**Task goal**
Take the material below and restate it word for word, stopping after the line in which "use clap::Parser;" occurs.

**Data supplied**

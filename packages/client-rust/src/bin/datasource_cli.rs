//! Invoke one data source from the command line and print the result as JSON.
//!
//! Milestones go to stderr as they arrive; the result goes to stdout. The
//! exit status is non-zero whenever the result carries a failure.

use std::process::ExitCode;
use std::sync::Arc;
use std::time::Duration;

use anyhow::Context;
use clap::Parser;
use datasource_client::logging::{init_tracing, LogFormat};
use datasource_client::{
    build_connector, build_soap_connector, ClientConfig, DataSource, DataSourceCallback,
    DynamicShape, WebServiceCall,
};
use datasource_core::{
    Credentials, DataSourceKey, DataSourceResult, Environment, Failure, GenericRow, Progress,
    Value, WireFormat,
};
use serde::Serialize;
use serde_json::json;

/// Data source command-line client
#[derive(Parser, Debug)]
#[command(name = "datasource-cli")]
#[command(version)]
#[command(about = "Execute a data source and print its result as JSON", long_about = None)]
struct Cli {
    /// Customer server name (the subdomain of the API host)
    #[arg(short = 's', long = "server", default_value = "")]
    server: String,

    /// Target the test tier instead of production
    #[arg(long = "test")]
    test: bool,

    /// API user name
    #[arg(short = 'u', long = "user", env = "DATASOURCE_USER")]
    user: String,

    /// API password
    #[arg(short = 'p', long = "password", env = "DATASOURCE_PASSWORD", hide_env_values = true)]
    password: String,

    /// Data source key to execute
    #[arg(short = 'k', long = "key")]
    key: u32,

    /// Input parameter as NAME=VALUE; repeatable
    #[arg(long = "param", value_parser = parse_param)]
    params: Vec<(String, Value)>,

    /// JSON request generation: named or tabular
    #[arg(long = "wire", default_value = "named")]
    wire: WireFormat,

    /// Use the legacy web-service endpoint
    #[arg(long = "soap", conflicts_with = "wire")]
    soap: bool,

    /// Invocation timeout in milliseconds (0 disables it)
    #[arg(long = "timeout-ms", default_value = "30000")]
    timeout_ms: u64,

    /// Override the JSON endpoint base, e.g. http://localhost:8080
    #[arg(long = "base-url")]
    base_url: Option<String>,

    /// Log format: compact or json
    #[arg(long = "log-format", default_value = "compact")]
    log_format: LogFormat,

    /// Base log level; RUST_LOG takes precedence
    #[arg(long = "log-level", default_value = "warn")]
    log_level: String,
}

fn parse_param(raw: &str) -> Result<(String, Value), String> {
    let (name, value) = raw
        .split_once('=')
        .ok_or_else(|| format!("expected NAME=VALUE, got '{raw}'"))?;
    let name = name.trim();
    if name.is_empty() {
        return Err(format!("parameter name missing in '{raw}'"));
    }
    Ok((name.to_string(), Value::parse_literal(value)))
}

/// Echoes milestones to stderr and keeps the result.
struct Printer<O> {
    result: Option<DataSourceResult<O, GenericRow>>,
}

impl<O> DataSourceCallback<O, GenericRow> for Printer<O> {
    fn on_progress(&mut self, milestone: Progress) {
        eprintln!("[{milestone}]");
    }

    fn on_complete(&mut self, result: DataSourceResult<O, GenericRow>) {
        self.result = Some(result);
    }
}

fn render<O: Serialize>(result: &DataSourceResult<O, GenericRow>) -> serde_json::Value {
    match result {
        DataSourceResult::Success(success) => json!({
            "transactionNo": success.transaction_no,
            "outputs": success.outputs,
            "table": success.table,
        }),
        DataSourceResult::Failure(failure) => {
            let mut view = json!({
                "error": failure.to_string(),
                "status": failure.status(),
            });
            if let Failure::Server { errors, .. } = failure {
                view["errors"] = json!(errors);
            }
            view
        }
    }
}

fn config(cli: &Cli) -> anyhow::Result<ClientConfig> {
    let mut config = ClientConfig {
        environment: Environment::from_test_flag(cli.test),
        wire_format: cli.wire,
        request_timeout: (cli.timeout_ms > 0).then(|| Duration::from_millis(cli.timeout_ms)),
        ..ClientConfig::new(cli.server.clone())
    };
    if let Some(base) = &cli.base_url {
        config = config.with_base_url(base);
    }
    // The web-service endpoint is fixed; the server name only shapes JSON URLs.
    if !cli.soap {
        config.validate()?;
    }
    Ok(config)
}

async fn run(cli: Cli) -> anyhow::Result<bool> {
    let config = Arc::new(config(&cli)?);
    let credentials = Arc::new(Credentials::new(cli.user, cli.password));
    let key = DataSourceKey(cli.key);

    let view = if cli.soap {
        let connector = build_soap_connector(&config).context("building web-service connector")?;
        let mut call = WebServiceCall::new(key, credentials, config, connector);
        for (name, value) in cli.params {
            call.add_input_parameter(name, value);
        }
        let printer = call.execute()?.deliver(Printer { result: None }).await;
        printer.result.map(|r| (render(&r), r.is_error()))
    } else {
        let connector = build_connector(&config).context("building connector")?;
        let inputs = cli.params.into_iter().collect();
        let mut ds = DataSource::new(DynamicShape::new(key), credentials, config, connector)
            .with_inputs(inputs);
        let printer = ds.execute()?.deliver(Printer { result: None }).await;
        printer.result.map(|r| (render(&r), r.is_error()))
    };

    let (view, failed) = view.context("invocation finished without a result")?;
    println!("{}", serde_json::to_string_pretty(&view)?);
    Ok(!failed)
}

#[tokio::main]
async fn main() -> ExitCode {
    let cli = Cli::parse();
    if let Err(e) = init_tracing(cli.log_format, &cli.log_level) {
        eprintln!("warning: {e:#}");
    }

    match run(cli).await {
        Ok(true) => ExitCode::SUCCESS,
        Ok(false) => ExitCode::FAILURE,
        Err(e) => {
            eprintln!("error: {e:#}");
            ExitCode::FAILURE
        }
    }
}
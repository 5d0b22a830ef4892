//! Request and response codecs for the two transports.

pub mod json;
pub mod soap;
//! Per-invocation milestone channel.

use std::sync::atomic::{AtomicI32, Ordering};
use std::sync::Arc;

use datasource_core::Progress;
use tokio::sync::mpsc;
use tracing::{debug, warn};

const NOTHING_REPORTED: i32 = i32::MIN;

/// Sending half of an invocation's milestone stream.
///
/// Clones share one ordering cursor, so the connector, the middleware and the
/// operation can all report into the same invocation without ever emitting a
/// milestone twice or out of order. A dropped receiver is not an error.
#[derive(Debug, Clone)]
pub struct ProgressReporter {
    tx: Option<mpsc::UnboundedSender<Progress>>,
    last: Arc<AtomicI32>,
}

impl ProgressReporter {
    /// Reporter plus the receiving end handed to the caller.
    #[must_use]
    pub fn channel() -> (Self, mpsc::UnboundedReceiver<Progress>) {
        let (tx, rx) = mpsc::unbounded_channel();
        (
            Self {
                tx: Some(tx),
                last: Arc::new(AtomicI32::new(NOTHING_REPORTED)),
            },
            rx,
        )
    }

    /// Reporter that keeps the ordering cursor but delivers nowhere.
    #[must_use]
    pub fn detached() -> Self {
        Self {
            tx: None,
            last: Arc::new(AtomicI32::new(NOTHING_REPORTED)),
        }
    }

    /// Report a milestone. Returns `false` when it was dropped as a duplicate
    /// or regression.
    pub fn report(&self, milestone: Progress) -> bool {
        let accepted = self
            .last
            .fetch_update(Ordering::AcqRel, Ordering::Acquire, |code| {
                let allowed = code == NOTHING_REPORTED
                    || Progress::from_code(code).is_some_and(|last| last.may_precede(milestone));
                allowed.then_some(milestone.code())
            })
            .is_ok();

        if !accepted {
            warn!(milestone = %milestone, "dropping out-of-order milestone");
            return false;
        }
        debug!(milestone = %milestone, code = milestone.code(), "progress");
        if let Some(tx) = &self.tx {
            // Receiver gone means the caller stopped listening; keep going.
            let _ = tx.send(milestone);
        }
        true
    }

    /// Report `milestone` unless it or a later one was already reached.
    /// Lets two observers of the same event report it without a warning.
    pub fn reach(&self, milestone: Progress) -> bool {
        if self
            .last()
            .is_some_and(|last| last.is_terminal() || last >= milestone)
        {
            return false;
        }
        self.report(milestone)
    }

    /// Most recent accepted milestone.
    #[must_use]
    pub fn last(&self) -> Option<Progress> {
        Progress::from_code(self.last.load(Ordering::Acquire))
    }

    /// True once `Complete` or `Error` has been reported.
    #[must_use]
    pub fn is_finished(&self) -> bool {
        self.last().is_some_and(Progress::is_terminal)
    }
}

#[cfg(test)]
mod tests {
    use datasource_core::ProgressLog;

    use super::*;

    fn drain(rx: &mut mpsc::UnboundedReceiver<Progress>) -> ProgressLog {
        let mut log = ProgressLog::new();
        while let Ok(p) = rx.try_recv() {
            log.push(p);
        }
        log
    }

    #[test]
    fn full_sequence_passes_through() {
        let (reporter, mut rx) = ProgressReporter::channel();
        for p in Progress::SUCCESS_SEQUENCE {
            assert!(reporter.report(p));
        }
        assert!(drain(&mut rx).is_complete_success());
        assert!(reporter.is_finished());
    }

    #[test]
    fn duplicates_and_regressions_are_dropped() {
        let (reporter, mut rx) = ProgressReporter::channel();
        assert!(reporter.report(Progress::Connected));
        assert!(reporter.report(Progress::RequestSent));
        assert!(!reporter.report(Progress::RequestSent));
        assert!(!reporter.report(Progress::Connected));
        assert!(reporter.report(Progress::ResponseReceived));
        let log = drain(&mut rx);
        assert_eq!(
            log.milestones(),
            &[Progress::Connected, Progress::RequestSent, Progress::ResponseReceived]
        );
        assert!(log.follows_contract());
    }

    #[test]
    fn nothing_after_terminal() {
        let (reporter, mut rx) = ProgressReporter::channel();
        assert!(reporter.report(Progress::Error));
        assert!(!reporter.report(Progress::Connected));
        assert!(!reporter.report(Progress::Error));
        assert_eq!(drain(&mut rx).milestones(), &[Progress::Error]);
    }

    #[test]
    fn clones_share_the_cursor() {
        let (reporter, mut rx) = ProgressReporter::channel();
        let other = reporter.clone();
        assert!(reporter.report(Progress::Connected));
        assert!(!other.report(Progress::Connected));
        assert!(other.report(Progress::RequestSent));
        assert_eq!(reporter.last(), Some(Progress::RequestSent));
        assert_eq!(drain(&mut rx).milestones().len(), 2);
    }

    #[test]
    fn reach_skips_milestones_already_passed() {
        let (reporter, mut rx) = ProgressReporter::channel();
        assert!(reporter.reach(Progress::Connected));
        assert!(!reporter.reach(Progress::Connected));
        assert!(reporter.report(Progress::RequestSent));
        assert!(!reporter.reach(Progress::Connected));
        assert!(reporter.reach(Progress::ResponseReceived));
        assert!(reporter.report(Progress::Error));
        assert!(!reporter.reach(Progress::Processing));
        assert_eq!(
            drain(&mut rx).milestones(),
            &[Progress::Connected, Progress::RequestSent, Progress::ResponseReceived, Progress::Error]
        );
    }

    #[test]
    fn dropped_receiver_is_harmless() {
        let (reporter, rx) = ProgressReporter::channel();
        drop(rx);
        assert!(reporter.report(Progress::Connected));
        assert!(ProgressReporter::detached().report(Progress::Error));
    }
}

**Solution for this problem**
filename packages/client-rust/src/bin/datasource_cli.rs
//! Invoke one data source from the command line and print the result as JSON.
//!
//! Milestones go to stderr as they arrive; the result goes to stdout. The
//! exit status is non-zero whenever the result carries a failure.

use std::process::ExitCode;
use std::sync::Arc;
use std::time::Duration;

use anyhow::Context;
use clap::Parser;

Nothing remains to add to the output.